Endangered Green Sea Turtles Break Nesting Record on Florida Beaches

By  //  September 3, 2015

first time nests have surpassed 12,000

ABOVE VIDEO: Endangered green sea turtles, once on the brink of disappearing, love Florida beaches, and for a second time in the past three years they are setting records.

BREVARD COUNTY, FLORIDA – Endangered green sea turtles, once on the brink of disappearing, love Florida beaches, and for a second time in the past three years they are setting records.

University of Central Florida researchers counted 12,026 green turtle nests in the Archie Carr National Wildlife Refuge along Brevard County’s coastline this week, shattering a record the turtles set in 2013 with 11,839 nests. It is the first time green turtle nests have surpassed 12,000. And the nesting season still has two months to go.

“This is really a comeback story,” said Kate Mansfield, a UCF assistant professor of biology and lead of the Marine Turtle Research Group, a team of students and research scientists who monitor turtle counts on the beach during turtle nesting season — May 1 to Oct. 1 each year.

Kate Mansfield
Kate Mansfield

“Back in the 1980s the beaches UCF monitored hosted less than 50 green turtle nests a year,” she said.

“It is a really remarkable recovery and reflects a ‘perfect storm’ of conservation successes—from the establishment of the Archie Carr, to implementing the Endangered Species Act, among many other conservation initiatives. It will be very exciting to see what happens over the next 20 plus years.”

The green turtles are just one of three species that use the refuge as their nesting grounds. The endangered leatherbacks and threatened loggerheads also love Florida’s beaches. The Sunshine State supports approximately 80 percent of all sea turtle nesting in the United States and the Archie Carr National Wildlife Refuge is home to one of the largest nesting beaches for loggerhead turtles in the Western Hemisphere.

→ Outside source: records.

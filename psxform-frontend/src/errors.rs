use psxform_engine::errors::EngineError;
use psxform_io::IoError;
use thiserror::Error;

#[derive(Debug, Error)]
pub enum FrontendError {
    #[error("标注事件处理失败: {0}")]
    Markup(#[from] EngineError),
    #[error("写出投影结果失败: {0}")]
    Report(#[from] IoError),
}
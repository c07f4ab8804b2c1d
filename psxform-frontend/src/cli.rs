use psxform_config::AppConfig;
use psxform_core::entity::{ColorIndex, Shape, Space};
use psxform_core::view::ViewportId;
use psxform_engine::command::{CommandBus, CommandContext, CommandRequest};
use psxform_engine::markup::{MarkupEvent, MarkupOutcome, ProjectionReport, handle_event};
use psxform_engine::session::EditingSession;
use psxform_io::{JsonFacade, ReportWriter};
use tracing::{info, warn};

use crate::errors::FrontendError;
use crate::loader::{LoadedDemo, SessionSource, load_session};

/// 简易 CLI 演示：加载会话，执行 `drawmarkup` 与标注投影，并打印结果。
pub fn run_demo(config: &AppConfig) -> Result<(), FrontendError> {
    let LoadedDemo {
        mut loaded,
        source,
    } = load_session(config);

    println!("psxform CLI 演示");
    match &source {
        SessionSource::Snapshot(path) => println!("已从快照加载会话：{}", path.display()),
        SessionSource::Demo => println!("使用内置示例会话"),
    }

    let command_bus = CommandBus::new();
    let mut commands: Vec<&str> = command_bus.available_commands().copied().collect();
    commands.sort_unstable();
    println!("支持的命令: {}", commands.join(", "));

    if let Some(&first) = loaded.entities.first() {
        loaded.session.queue_pick(Some(first));
    }
    let mut context = CommandContext {
        session: &mut loaded.session,
        highlight: ColorIndex(config.markup.highlight_color),
    };
    for name in ["psdcs2wcs", "drawmarkup"] {
        let response = command_bus.dispatch(&CommandRequest::new(name), &mut context);
        let message = response.message.unwrap_or_default();
        if response.success {
            println!("{name}: {message}");
        } else {
            warn!(command = name, "CLI 命令执行失败: {message}");
            println!("{name} 失败: {message}");
        }
    }

    let model_count = loaded.session.database().count(Space::Model);
    info!(model_count, "模型空间实体统计");
    println!("模型空间实体：");
    for (id, entity) in loaded.session.database().entities(Space::Model) {
        let points: Vec<String> = entity
            .control_points()
            .iter()
            .map(|p| format!("({:.3}, {:.3}, {:.3})", p.x(), p.y(), p.z()))
            .collect();
        let kind = match &entity.shape {
            Shape::Line(_) => "直线",
            Shape::Polyline(_) => "多段线",
            Shape::Circle(_) => "圆",
            Shape::Text(_) => "文字",
        };
        println!(
            "  - {kind} #{}, Layer={}, 颜色={:?}, 控制点={}",
            id.get(),
            entity.layer,
            entity.color.map(|c| c.0),
            points.join(" -> ")
        );
    }

    let explicit = config.viewer.default_viewport.map(ViewportId::new);
    for (index, markup) in loaded.markups.iter().enumerate() {
        let mode = handle_event(
            &loaded.viewer,
            &MarkupEvent::EditModeChanged(Some(markup.kind)),
        )?;
        if let MarkupOutcome::Unsupported(kind) = mode {
            println!("标注 #{index}: 暂不支持 {} 类型", kind.type_name());
            continue;
        }
        let selected = MarkupEvent::MarkupSelected {
            markup: *markup,
            viewport: explicit,
        };
        match handle_event(&loaded.viewer, &selected) {
            Ok(MarkupOutcome::Projected(report)) => {
                print_report(index, &report);
                write_report(config, index, &report)?;
            }
            Ok(other) => println!("标注 #{index}: {other:?}"),
            Err(err) => {
                warn!(index, error = %err, "标注投影失败");
                println!("标注 #{index} 投影失败: {err}");
            }
        }
    }
    Ok(())
}

fn print_report(index: usize, report: &ProjectionReport) {
    let min = report.bounds.min();
    let max = report.bounds.max();
    println!(
        "标注 #{index}: 视口 {} 模型范围 min=({}, {}) max=({}, {})",
        report.viewport.get(),
        min.x(),
        min.y(),
        max.x(),
        max.y()
    );
}

fn write_report(
    config: &AppConfig,
    index: usize,
    report: &ProjectionReport,
) -> Result<(), FrontendError> {
    let Some(dir) = &config.session.report_dir else {
        return Ok(());
    };
    let path = dir.join(format!("markup-{index}.json"));
    JsonFacade::new().write(report, &path)?;
    info!(path = %path.display(), "投影结果已写出");
    Ok(())
}
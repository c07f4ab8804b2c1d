use std::env;
use std::fs;
use std::path::{Path, PathBuf};

use serde::Deserialize;
use thiserror::Error;

/// 应用配置的根结构。
#[derive(Debug, Clone, Default, Deserialize)]
pub struct AppConfig {
    #[serde(default)]
    pub logging: LoggingConfig,
    #[serde(default)]
    pub markup: MarkupConfig,
    #[serde(default)]
    pub viewer: ViewerConfig,
    #[serde(default)]
    pub session: SessionConfig,
}

impl AppConfig {
    /// 从显式路径加载配置。
    pub fn from_file(path: impl AsRef<Path>) -> Result<Self, ConfigError> {
        let path = path.as_ref();
        let content = fs::read_to_string(path).map_err(|source| ConfigError::Io {
            path: path.to_path_buf(),
            source,
        })?;
        toml::from_str(&content).map_err(|source| ConfigError::Parse {
            path: path.to_path_buf(),
            source,
        })
    }

    /// 自动发现配置文件：优先读取环境变量 `PSXFORM_CONFIG`，否则寻找 `./config/default.toml`。
    /// 若文件缺失，则返回默认配置。
    pub fn discover() -> Result<Self, ConfigError> {
        if let Some(path) = env::var_os("PSXFORM_CONFIG") {
            return Self::from_file(PathBuf::from(path));
        }

        let default_path = env::current_dir()
            .map(|dir| dir.join("config").join("default.toml"))
            .map_err(|source| ConfigError::Context {
                message: "获取当前工作目录失败".to_string(),
                source,
            })?;

        if default_path.exists() {
            Self::from_file(default_path)
        } else {
            Ok(Self::default())
        }
    }
}

/// 日志配置，支持设置默认等级。
#[derive(Debug, Clone, Deserialize)]
pub struct LoggingConfig {
    #[serde(default = "LoggingConfig::default_level")]
    pub level: String,
}

impl LoggingConfig {
    fn default_level() -> String {
        "info".to_string()
    }
}

impl Default for LoggingConfig {
    fn default() -> Self {
        Self {
            level: Self::default_level(),
        }
    }
}

/// 复制到模型空间的实体使用的 ACI 颜色。
#[derive(Debug, Clone, Deserialize)]
pub struct MarkupConfig {
    #[serde(default = "MarkupConfig::default_highlight_color")]
    pub highlight_color: u8,
}

impl MarkupConfig {
    fn default_highlight_color() -> u8 {
        3
    }
}

impl Default for MarkupConfig {
    fn default() -> Self {
        Self {
            highlight_color: Self::default_highlight_color(),
        }
    }
}

/// 查看器投影时显式使用的视口；未设置时按焦点/唯一视口规则选取。
#[derive(Debug, Clone, Default, Deserialize)]
pub struct ViewerConfig {
    #[serde(default)]
    pub default_viewport: Option<u64>,
}

#[derive(Debug, Clone, Default, Deserialize)]
pub struct SessionConfig {
    #[serde(default)]
    pub snapshot: Option<PathBuf>,
    #[serde(default)]
    pub report_dir: Option<PathBuf>,
}

#[derive(Debug, Error)]
pub enum ConfigError {
    #[error("读取配置文件 {path:?} 失败: {source}")]
    Io {
        path: PathBuf,
        #[source]
        source: std::io::Error,
    },
    #[error("解析配置文件 {path:?} 失败: {source}")]
    Parse {
        path: PathBuf,
        #[source]
        source: toml::de::Error,
    },
    #[error("{message}")]
    Context {
        message: String,
        #[source]
        source: std::io::Error,
    },
}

“I strongly hope this milestone is only a hint of what the future holds for Archie Carr National Wildlife Refuge and that UCF’s work leads to the steady recovery for the sea turtle species that begin their lives here,” said Anibal Vazquez, the refuge assistant manager.

Endangered green sea turtles, once on the brink of disappearing, love Florida beaches, and for a second time in the past three years they are setting records. (UCF image)
Endangered green sea turtles, once on the brink of disappearing, love Florida beaches, and for a second time in the past three years they are setting records. ( UCF Ph.D student Gustavo Stahelin image)

The Marine Turtle Research Group at UCF has been monitoring all turtle nests on the 13-mile stretch of beach for more than 30 years. Retired professor Llew Ehrhart founded the program in the 1970s and his early work helped Archie Carr earn national refuge status in 1991.

The research group does much more when it comes to sea turtle research on the coast.

It monitors up to 25 miles along the Central Florida coast from just north of Sebastian Inlet near Melbourne Beach to Patrick Air Force Base, including the Archie Carr refuge.

The group maintains more than 35 years of data for sea turtle nesting and reproductive assessments for this stretch of coastline. For more than 30 years, the team has also conducted in-water surveys of juvenile sea turtles that are found foraging in the Indian River Lagoon, an important developmental habitat for loggerhead and green turtles.

The team conducts work in the northern Gulf of Mexico in order to satellite-track very small, oceanic stage sea turtles captured in the region and associated with the BP oil spill.

This is an on-going project that provides the world’s first data on wild-caught oceanic (“lost years”) juvenile turtles.

With Mansfield’s novel research satellite tracking the sea turtle “lost years,” the research group is evolving into a center for whole life-history sea turtle research—from eggs to adulthood.